AVAILABLE RECORDS
◇ ◇ ◇ ◇ ◇ ◇ ◇

//! Generation: one internally consistent snapshot of the template
//! collection, its search index, and its result cache.
//!
//! Every load, reload, and runtime add produces a whole new `Generation`
//! through the same constructor; the matcher then publishes it with a
//! single pointer swap. Readers holding the previous `Arc<Generation>`
//! finish against a coherent snapshot, and every rebuild starts with an
//! empty result cache.

use std::collections::BTreeSet;
use std::sync::Arc;

use chrono::{DateTime, Utc};

use crate::cache::ResultCache;
use crate::index::SearchIndex;
use crate::template::{Template, TemplateId};

/// One immutable snapshot of the engine's state.
#[derive(Debug)]
pub struct Generation {
    version: u64,
    templates: Vec<Arc<Template>>,
    categories: BTreeSet<String>,
    index: SearchIndex,
    cache: ResultCache,
    last_reload: Option<DateTime<Utc>>,
}

impl Generation {
    /// Builds a snapshot over a collection. Template ids are expected to
    /// equal collection positions; the index and category set are derived
    /// here and the cache starts empty.
    #[must_use]
    pub fn new(
        version: u64,
        templates: Vec<Arc<Template>>,
        last_reload: Option<DateTime<Utc>>,
    ) -> Self {
        let index = SearchIndex::build(templates.iter().map(Arc::as_ref));
        let categories = templates
            .iter()
            .map(|template| template.category.clone())
            .collect();
        Self {
            version,
            templates,
            categories,
            index,
            cache: ResultCache::new(),
            last_reload,
        }
    }

    /// An empty snapshot, the state before any source files are seen.
    #[must_use]
    pub fn empty(version: u64) -> Self {
        Self::new(version, Vec::new(), None)
    }

    /// Monotonic generation number, incremented by every swap.
    #[must_use]
    pub const fn version(&self) -> u64 {
        self.version
    }

    /// All templates in id order.
    #[must_use]
    pub fn templates(&self) -> &[Arc<Template>] {
        &self.templates
    }

    /// Number of templates in this snapshot.
    #[must_use]
    pub fn template_count(&self) -> usize {
        self.templates.len()
    }

    /// Returns true when the snapshot holds at least one template.
    #[must_use]
    pub fn has_templates(&self) -> bool {
        !self.templates.is_empty()
    }

    /// Sorted distinct category labels.
    #[must_use]
    pub fn categories(&self) -> Vec<String> {
        self.categories.iter().cloned().collect()
    }

    /// Templates whose category equals `name`, case-insensitively.
    #[must_use]
    pub fn templates_in_category(&self, name: &str) -> Vec<Arc<Template>> {
        let folded = name.trim().to_lowercase();
        self.templates
            .iter()
            .filter(|template| template.category.to_lowercase() == folded)
            .cloned()
            .collect()
    }

    /// The id the next appended template will receive.
    #[must_use]
    pub fn next_template_id(&self) -> TemplateId {
        TemplateId::new(self.templates.len())
    }

    /// The derived search index.
    #[must_use]
    pub const fn index(&self) -> &SearchIndex {
        &self.index
    }

    /// The result cache scoped to this snapshot.
    #[must_use]
    pub const fn cache(&self) -> &ResultCache {
        &self.cache
    }

    /// When the template sources were last scanned, if ever.
    #[must_use]
    pub const fn last_reload(&self) -> Option<DateTime<Utc>> {
        self.last_reload
    }
}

◇ ◇ ◇ ◇ ◇ ◇ ◇

WORK TO BE COMPLETED
From the records above, pull every line that has the string "crate" and copy it.

EXERCISE RESPONSE
use crate::cache::ResultCache;
use crate::index::SearchIndex;
use crate::template::{Template, TemplateId};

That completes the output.